Tengo la costumbre, o la tendencia imperiosa, de apegarme a cuestiones materiales. Supongo que es un componente esperable de la cuota de obsesividad que me constituye. Me gusta guardar boletos de bus, boletas de cafés, pulseras de papel, incluso los mensajes que me envié con mis amigas en alguna sala escolar. Sí, es un cliché, un cliché por el que me obstino como escuchar a Regina cuando hace frío; tengo cajas de zapatos con recuerdos. Tengo las flores secas de mi graduación. Y un cuaderno en el que escribí un ensayo por primera vez, de media página, a los 12.
Soy guardadora, con la cabeza para atrás. Hasta conservo esa frase que vengo repitiendo hace años. Lo nuevo, sin embargo, me encanta, y me lo guardo.
Pero hoy; hoy se me fue una cajita de recuerdos que me llevó a mi primera fiesta escolar, que me trajo de vuelta tantas veces y me expulsó, que me valió el orgullo de llevar a cabo la empresa quijotesca de hacer andar una máquina mecánica que era más alta, ancha y dura que yo, y de equivocarme, de regenerarme e intentar.
Se lo llevaron, y no tuve ningunas ganas de llorar.
No sé si el desapego, o al menos la indiferencia, me acerca más o menos a mí.
Pequeña pony, eso se llama crecer.

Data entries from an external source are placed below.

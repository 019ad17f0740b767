use std::path::PathBuf;

/// Core error type.
///
/// Adapter crates map their specific errors into this type so the CLI can tell
/// "not configured" apart from "the remote call failed" without string inspection.
#[derive(Debug, thiserror::Error)]
pub enum Error {
    #[error("{0}")]
    Config(String),

    /// `--to <name>` did not match a saved contact.
    #[error("Contact not found: {0}")]
    ContactNotFound(String),

    /// No destination flag given.
    #[error("{0}")]
    MissingTarget(String),

    #[error("{0}")]
    Remote(String),

    #[error("file not found: {}", .0.display())]
    FileNotFound(PathBuf),

    #[error("i/o error: {0}")]
    Io(#[from] std::io::Error),

    #[error("json error: {0}")]
    Json(#[from] serde_json::Error),
}

impl Error {
    /// Configuration errors get a remediation hint; everything else is operational.
    pub fn is_config(&self) -> bool {
        matches!(
            self,
            Error::Config(_) | Error::ContactNotFound(_) | Error::MissingTarget(_)
        )
    }
}

pub type Result<T> = std::result::Result<T, Error>;

#[cfg(test)]
mod tests {
    use super::*;

    #[test]
    fn classifies_config_errors() {
        assert!(Error::Config("no token".to_string()).is_config());
        assert!(Error::ContactNotFound("Bob".to_string()).is_config());
        assert!(Error::MissingTarget("--to".to_string()).is_config());
        assert!(!Error::Remote("chat not found".to_string()).is_config());
        assert!(!Error::FileNotFound(PathBuf::from("/x.png")).is_config());
    }

    #[test]
    fn file_not_found_mentions_path() {
        let e = Error::FileNotFound(PathBuf::from("/tmp/missing.pdf"));
        assert_eq!(e.to_string(), "file not found: /tmp/missing.pdf");
    }
}
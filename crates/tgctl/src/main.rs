use std::{io, process::ExitCode};

use clap::Parser;

use tgctl_core::{config::CredentialsFile, errors::Error};

mod cli;
mod commands;

use cli::{Cli, Command};
use commands::App;

#[tokio::main]
async fn main() -> ExitCode {
    let cli = Cli::parse();
    if let Err(e) = tgctl_core::logging::init("tgctl", cli.verbose) {
        eprintln!("logging disabled: {e}");
    }

    let app = App::new(CredentialsFile::locate(cli.env_file.as_deref()));
    let command = cli.command;
    let action = command.action();
    let hint = command.remote_hint();

    let mut out = io::stdout();
    match app.run(command, &mut out).await {
        Ok(()) => ExitCode::SUCCESS,
        Err(e) => {
            report(action, hint, &e);
            ExitCode::FAILURE
        }
    }
}

fn report(action: &str, hint: Option<&str>, err: &anyhow::Error) {
    match err.downcast_ref::<Error>() {
        Some(e @ (Error::ContactNotFound(_) | Error::MissingTarget(_))) => {
            eprintln!("❌ {e}");
        }
        Some(e) if e.is_config() => {
            eprintln!("❌ Configuration Error: {e}");
            eprintln!("\n💡 Run 'tgctl init' to set up your bot");
        }
        _ => {
            eprintln!("❌ Failed to {action}: {err:#}");
            if let Some(h) = hint {
                eprintln!("\n💡 {h}");
            }
        }
    }
}
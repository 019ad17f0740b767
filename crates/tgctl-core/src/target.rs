use std::sync::OnceLock;

use regex::Regex;

use crate::{contacts::ContactStore, domain::ChatId, errors::Error, Result};

/// Where a command should deliver.
#[derive(Clone, Debug, PartialEq, Eq)]
pub enum Target {
    /// Configured default chat id (resolved by the bot client).
    Default,
    Explicit(ChatId),
    Contact { name: String, chat_id: ChatId },
}

impl Target {
    /// Resolve CLI flags in priority order: `--use-default`, `--to`, legacy `--chat-id`.
    ///
    /// `--to` accepts a chat id (optional leading `-`, digits) or a contact name.
    pub fn resolve(
        to: Option<&str>,
        chat_id: Option<&str>,
        use_default: bool,
        contacts: &ContactStore,
    ) -> Result<Self> {
        if use_default {
            return Ok(Target::Default);
        }

        if let Some(to) = to.map(str::trim).filter(|s| !s.is_empty()) {
            if looks_like_chat_id(to) {
                return Ok(Target::Explicit(ChatId::new(to)));
            }
            return match contacts.get_chat_id(to) {
                Some(id) => Ok(Target::Contact {
                    name: to.to_string(),
                    chat_id: ChatId::new(id),
                }),
                None => Err(Error::ContactNotFound(to.to_string())),
            };
        }

        if let Some(id) = chat_id.map(str::trim).filter(|s| !s.is_empty()) {
            return Ok(Target::Explicit(ChatId::new(id)));
        }

        Err(Error::MissingTarget(
            "Please specify --to <name|chat_id> or --use-default".to_string(),
        ))
    }

    pub fn chat_id(&self) -> Option<&ChatId> {
        match self {
            Target::Default => None,
            Target::Explicit(id) => Some(id),
            Target::Contact { chat_id, .. } => Some(chat_id),
        }
    }

    pub fn contact_name(&self) -> Option<&str> {
        match self {
            Target::Contact { name, .. } => Some(name),
            _ => None,
        }
    }
}

/// Numeric chat id; leading `-` marks groups and channels.
pub fn looks_like_chat_id(s: &str) -> bool {
    static RE: OnceLock<Regex> = OnceLock::new();
    RE.get_or_init(|| Regex::new(r"^-*\d+$").expect("valid regex"))
        .is_match(s)
}

#[cfg(test)]
mod tests {
    use super::*;

    fn contacts() -> (tempfile::TempDir, ContactStore) {
        let dir = tempfile::tempdir().unwrap();
        let mut s = ContactStore::open(dir.path().join("contacts.json"));
        s.add("John", "111", "private", None).unwrap();
        (dir, s)
    }

    #[test]
    fn numeric_to_is_explicit() {
        let (_d, c) = contacts();
        assert_eq!(
            Target::resolve(Some("-1001234"), None, false, &c).unwrap(),
            Target::Explicit(ChatId::new("-1001234"))
        );
    }

    #[test]
    fn name_to_resolves_through_contacts() {
        let (_d, c) = contacts();
        let t = Target::resolve(Some("john"), None, false, &c).unwrap();
        assert_eq!(t.chat_id(), Some(&ChatId::new("111")));
        assert_eq!(t.contact_name(), Some("john"));
    }

    #[test]
    fn unknown_name_is_config_error() {
        let (_d, c) = contacts();
        let err = Target::resolve(Some("Missing"), None, false, &c).unwrap_err();
        assert!(matches!(err, Error::ContactNotFound(ref n) if n == "Missing"));
        assert!(err.is_config());
        assert_eq!(err.to_string(), "Contact not found: Missing");
    }

    #[test]
    fn use_default_wins_and_nothing_is_an_error() {
        let (_d, c) = contacts();
        assert_eq!(
            Target::resolve(Some("john"), Some("5"), true, &c).unwrap(),
            Target::Default
        );
        assert_eq!(
            Target::resolve(None, Some("5"), false, &c).unwrap(),
            Target::Explicit(ChatId::new("5"))
        );
        let err = Target::resolve(None, None, false, &c).unwrap_err();
        assert!(matches!(err, Error::MissingTarget(_)));
        assert!(err.is_config());
        assert_eq!(Target::Default.chat_id(), None);
    }

    #[test]
    fn chat_id_shape() {
        assert!(looks_like_chat_id("123"));
        assert!(looks_like_chat_id("-100123"));
        assert!(!looks_like_chat_id("@channel"));
        assert!(!looks_like_chat_id("John"));
        assert!(!looks_like_chat_id(""));
    }
}
//! Terminal rendering for command output.
//!
//! Everything here returns a `String` so the CLI stays a thin print layer.

use std::fmt::Write;

use crate::{
    attachments::{Attachment, AttachmentWarning, PHOTO_EXTENSIONS},
    contacts::Contact,
    discovery::DiscoveredChat,
    domain::ChatId,
    messaging::types::{BotIdentity, ChatInfo, ChatKind, SentMessage},
};

const LATEST_TEXT_PREVIEW: usize = 50;

fn or_na(v: Option<&str>) -> &str {
    v.filter(|s| !s.is_empty()).unwrap_or("N/A")
}

fn yes_no(v: bool) -> &'static str {
    if v {
        "✅ Yes"
    } else {
        "❌ No"
    }
}

fn contact_icon(c: &Contact) -> &'static str {
    if c.is_private() {
        "👤"
    } else {
        "👥"
    }
}

/// Char-boundary-safe preview.
pub fn preview(text: &str, max_chars: usize) -> String {
    if text.chars().count() <= max_chars {
        return text.to_string();
    }
    let cut: String = text.chars().take(max_chars).collect();
    format!("{cut}...")
}

pub fn connection_ok(me: &BotIdentity, default_chat: Option<&ChatId>) -> String {
    let mut out = String::new();
    let _ = writeln!(out, "✅ Bot connection successful!\n");
    let _ = writeln!(out, "📋 Bot Information:");
    let _ = writeln!(out, "   ID: {}", me.id.0);
    let _ = writeln!(out, "   Username: @{}", me.username);
    let _ = writeln!(out, "   Name: {}", me.first_name);
    let _ = writeln!(out, "   Can Join Groups: {}", me.can_join_groups);
    let _ = writeln!(
        out,
        "   Can Read All Group Messages: {}",
        me.can_read_all_group_messages
    );
    let _ = writeln!(
        out,
        "   Supports Inline Queries: {}",
        me.supports_inline_queries
    );
    let _ = writeln!(out, "\n✅ Your bot is ready to use!");
    match default_chat {
        Some(id) => {
            let _ = writeln!(out, "\n💬 Default chat ID is set: {id}");
        }
        None => {
            let _ = writeln!(
                out,
                "\n💡 Tip: Set DEFAULT_CHAT_ID in your credentials file for easier messaging"
            );
        }
    }
    out
}

pub fn bot_info(me: &BotIdentity, default_chat: Option<&ChatId>) -> String {
    let mut out = String::new();
    let _ = writeln!(out, "📋 Bot Details:\n");
    let _ = writeln!(out, "   Bot ID: {}", me.id.0);
    let _ = writeln!(out, "   Username: @{}", me.username);
    let _ = writeln!(out, "   First Name: {}", me.first_name);
    let _ = writeln!(out, "   Is Bot: {}", me.is_bot);
    let _ = writeln!(out);
    let _ = writeln!(out, "⚙️  Capabilities:\n");
    let _ = writeln!(out, "   Can Join Groups: {}", yes_no(me.can_join_groups));
    let _ = writeln!(
        out,
        "   Can Read All Group Messages: {}",
        yes_no(me.can_read_all_group_messages)
    );
    let _ = writeln!(
        out,
        "   Supports Inline Queries: {}",
        yes_no(me.supports_inline_queries)
    );
    let _ = writeln!(out);
    let _ = writeln!(out, "🔗 Bot Link:");
    let _ = writeln!(out, "   https://t.me/{}", me.username);
    let _ = writeln!(out);
    match default_chat {
        Some(id) => {
            let _ = writeln!(out, "💬 Default Chat ID: {id}");
        }
        None => {
            let _ = writeln!(out, "💡 No default chat ID set");
            let _ = writeln!(out, "   To set one, add DEFAULT_CHAT_ID to your credentials file");
        }
    }
    out
}

pub fn chat_info(info: &ChatInfo) -> String {
    let mut out = String::new();
    let _ = writeln!(out, "✅ Chat Information:\n");
    let _ = writeln!(out, "   Chat ID: {}", info.id);
    let _ = writeln!(out, "   Type: {}", info.kind);

    if info.kind.is_private() {
        let _ = writeln!(out, "   First Name: {}", or_na(info.first_name.as_deref()));
        let _ = writeln!(out, "   Last Name: {}", or_na(info.last_name.as_deref()));
        if let Some(u) = &info.username {
            let _ = writeln!(out, "   Username: @{u}");
        }
    } else {
        let _ = writeln!(out, "   Title: {}", or_na(info.title.as_deref()));
        if let Some(u) = &info.username {
            let _ = writeln!(out, "   Username: @{u}");
        }
        if let Some(d) = info.description.as_deref().filter(|d| !d.is_empty()) {
            let _ = writeln!(out, "   Description: {d}");
        }
    }

    let _ = writeln!(out, "\n💡 To send a message to this chat:");
    let _ = writeln!(
        out,
        "   tgctl send-message --to {} --message \"Your message\"",
        info.id
    );
    out
}

pub fn chat_list(update_count: usize, chats: &[DiscoveredChat]) -> String {
    let mut out = String::new();
    if update_count == 0 {
        let _ = writeln!(out, "📭 No recent messages found.");
        let _ = writeln!(out, "\n💡 Tips:");
        let _ = writeln!(out, "   1. Send a message to your bot on Telegram");
        let _ = writeln!(out, "   2. Run this command again to see the chat ID");
        let _ = writeln!(
            out,
            "   3. For groups, add the bot and send a message in the group"
        );
        return out;
    }

    let _ = writeln!(out, "✅ Found {update_count} recent update(s)\n");
    let _ = writeln!(out, "📬 Unique Chats ({}):\n", chats.len());

    for (i, found) in chats.iter().enumerate() {
        let chat = &found.chat;
        let _ = writeln!(out, "{}. Chat ID: {}", i + 1, chat.id);
        let _ = writeln!(out, "   Type: {}", chat.kind);
        match chat.kind {
            ChatKind::Private => {
                let _ = writeln!(
                    out,
                    "   User: {} (@{})",
                    or_na(chat.first_name.as_deref()),
                    or_na(chat.username.as_deref())
                );
            }
            ChatKind::Group | ChatKind::Supergroup => {
                let _ = writeln!(out, "   Group: {}", or_na(chat.title.as_deref()));
                if let Some(u) = &chat.username {
                    let _ = writeln!(out, "   Username: @{u}");
                }
            }
            ChatKind::Channel => {
                let _ = writeln!(out, "   Channel: {}", or_na(chat.title.as_deref()));
            }
        }
        if let Some(from) = &found.from {
            let _ = writeln!(
                out,
                "   Last From: {} (@{})",
                or_na(Some(from.first_name.as_str())),
                or_na(from.username.as_deref())
            );
        }
        let text = found.latest_text.as_deref().unwrap_or("(no text)");
        let _ = writeln!(out, "   Latest: {}", preview(text, LATEST_TEXT_PREVIEW));
        let _ = writeln!(out);
    }

    let _ = writeln!(out, "💡 To send a message, use:");
    let _ = writeln!(
        out,
        "   tgctl send-message --to <CHAT_ID> --message \"Your message\""
    );
    let _ = writeln!(out, "\n💡 To set a default chat, add to your credentials file:");
    let _ = writeln!(out, "   DEFAULT_CHAT_ID=<CHAT_ID>");
    out
}

/// Confirmation for any send; `what` is e.g. "Message" or "Photo".
pub fn sent(what: &str, msg: &SentMessage, contact: Option<&str>) -> String {
    let mut out = String::new();
    let _ = writeln!(out, "✅ {what} sent successfully!");
    if let Some(name) = contact {
        let _ = writeln!(out, "   To: {name}");
    }
    let _ = writeln!(out, "   Message ID: {}", msg.message_id.0);
    let _ = writeln!(out, "   Chat ID: {}", msg.chat_id);
    let _ = writeln!(out, "   Time: {}", msg.date.to_rfc3339());
    out
}

pub fn attachment_warnings(att: &Attachment) -> String {
    let mut out = String::new();
    for w in &att.warnings {
        match w {
            AttachmentWarning::UnusualPhotoFormat { extension } => {
                let shown = if extension.is_empty() {
                    "(no extension)".to_string()
                } else {
                    format!(".{extension}")
                };
                let _ = writeln!(out, "⚠️  Warning: {shown} might not be a valid image format");
                let valid = PHOTO_EXTENSIONS
                    .iter()
                    .map(|e| format!(".{e}"))
                    .collect::<Vec<_>>()
                    .join(", ");
                let _ = writeln!(out, "   Valid formats: {valid}");
            }
            AttachmentWarning::LargePhoto { size_mb } => {
                let _ = writeln!(out, "⚠️  Warning: Photo is {size_mb:.2} MB");
                let _ = writeln!(
                    out,
                    "   Telegram recommends photos under 10 MB for best quality"
                );
            }
            AttachmentWarning::DocumentTooLarge { size_mb } => {
                let _ = writeln!(out, "⚠️  Warning: File is {size_mb:.2} MB");
                let _ = writeln!(out, "   Telegram bot API has a 50 MB file size limit");
                let _ = writeln!(
                    out,
                    "   Consider using a file hosting service for larger files"
                );
            }
        }
    }
    out
}

pub fn contact_list(contacts: &[&Contact]) -> String {
    let mut out = String::new();
    if contacts.is_empty() {
        let _ = writeln!(out, "📭 No contacts saved yet.");
        let _ = writeln!(out, "\n💡 Tips:");
        let _ = writeln!(out, "   1. Run: tgctl contacts import");
        let _ = writeln!(out, "   2. Or add manually: tgctl contacts add <name> <chat_id>");
        return out;
    }

    let _ = writeln!(out, "\n📇 Contacts ({}):\n", contacts.len());
    for c in contacts {
        let _ = writeln!(out, "{} {}", contact_icon(c), c.name);
        let _ = writeln!(out, "   Chat ID: {}", c.chat_id);
        let _ = writeln!(out, "   Type: {}", c.kind);
        if let Some(t) = c.title.as_deref().filter(|t| !t.is_empty()) {
            let _ = writeln!(out, "   Title: {t}");
        }
        let _ = writeln!(out);
    }
    out
}

pub fn search_results(query: &str, results: &[&Contact]) -> String {
    if results.is_empty() {
        return format!("❌ No contacts found matching: {query}\n");
    }
    let mut out = String::new();
    let _ = writeln!(out, "\n🔍 Found {} contact(s):\n", results.len());
    for c in results {
        let _ = writeln!(out, "{} {} → {}", contact_icon(c), c.name, c.chat_id);
    }
    out
}

/// Shown when `--to <name>` does not resolve.
pub fn contact_suggestions(contacts: &[&Contact]) -> String {
    const SHOWN: usize = 5;
    let mut out = String::new();
    let _ = writeln!(out, "\n💡 Available contacts:");
    if contacts.is_empty() {
        let _ = writeln!(out, "   (none)");
    } else {
        for c in contacts.iter().take(SHOWN) {
            let _ = writeln!(out, "   - {}", c.name);
        }
        if contacts.len() > SHOWN {
            let _ = writeln!(out, "   ... and {} more", contacts.len() - SHOWN);
        }
    }
    let _ = writeln!(out, "\n💡 Import contacts: tgctl contacts import");
    let _ = writeln!(out, "💡 Add contact: tgctl contacts add <name> <chat_id>");
    out
}
use std::fmt;

use serde::{Deserialize, Serialize};

/// Telegram chat identifier.
///
/// Kept as a string: numeric ids (`-100123…`) and public usernames (`@channel`)
/// are both valid destinations.
#[derive(Clone, Debug, PartialEq, Eq, Hash, Serialize, Deserialize)]
#[serde(transparent)]
pub struct ChatId(pub String);

impl ChatId {
    pub fn new(id: impl Into<String>) -> Self {
        Self(id.into())
    }

    pub fn as_str(&self) -> &str {
        &self.0
    }
}

impl fmt::Display for ChatId {
    fn fmt(&self, f: &mut fmt::Formatter<'_>) -> fmt::Result {
        f.write_str(&self.0)
    }
}

impl From<i64> for ChatId {
    fn from(id: i64) -> Self {
        Self(id.to_string())
    }
}

impl From<&str> for ChatId {
    fn from(id: &str) -> Self {
        Self(id.to_string())
    }
}

/// Telegram message id (numeric).
#[derive(Clone, Copy, Debug, PartialEq, Eq, Hash)]
pub struct MessageId(pub i32);

/// Telegram user id (numeric).
#[derive(Clone, Copy, Debug, PartialEq, Eq, Hash)]
pub struct UserId(pub u64);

I guess
ResponderEliminarNada se queda para siempre, hasta lo inerte se va. A mí me da miedo que la memoria neuronal es frágil y se desgasta mucho más rápido que las cajas llenas de recuerdos. Aún así no soy de guardar cosas, ni siquiera de anclar muchos recuerdos a los objetos; menos aún emociones. Los perderé, se irán, como todo. Igual, con tu caja o sin tu caja, tienes esos recuerdos en tu cabeza. Y aunque esos recuerdos se esfumen, si algo aprendiste, eso sí se queda contigo por siempre.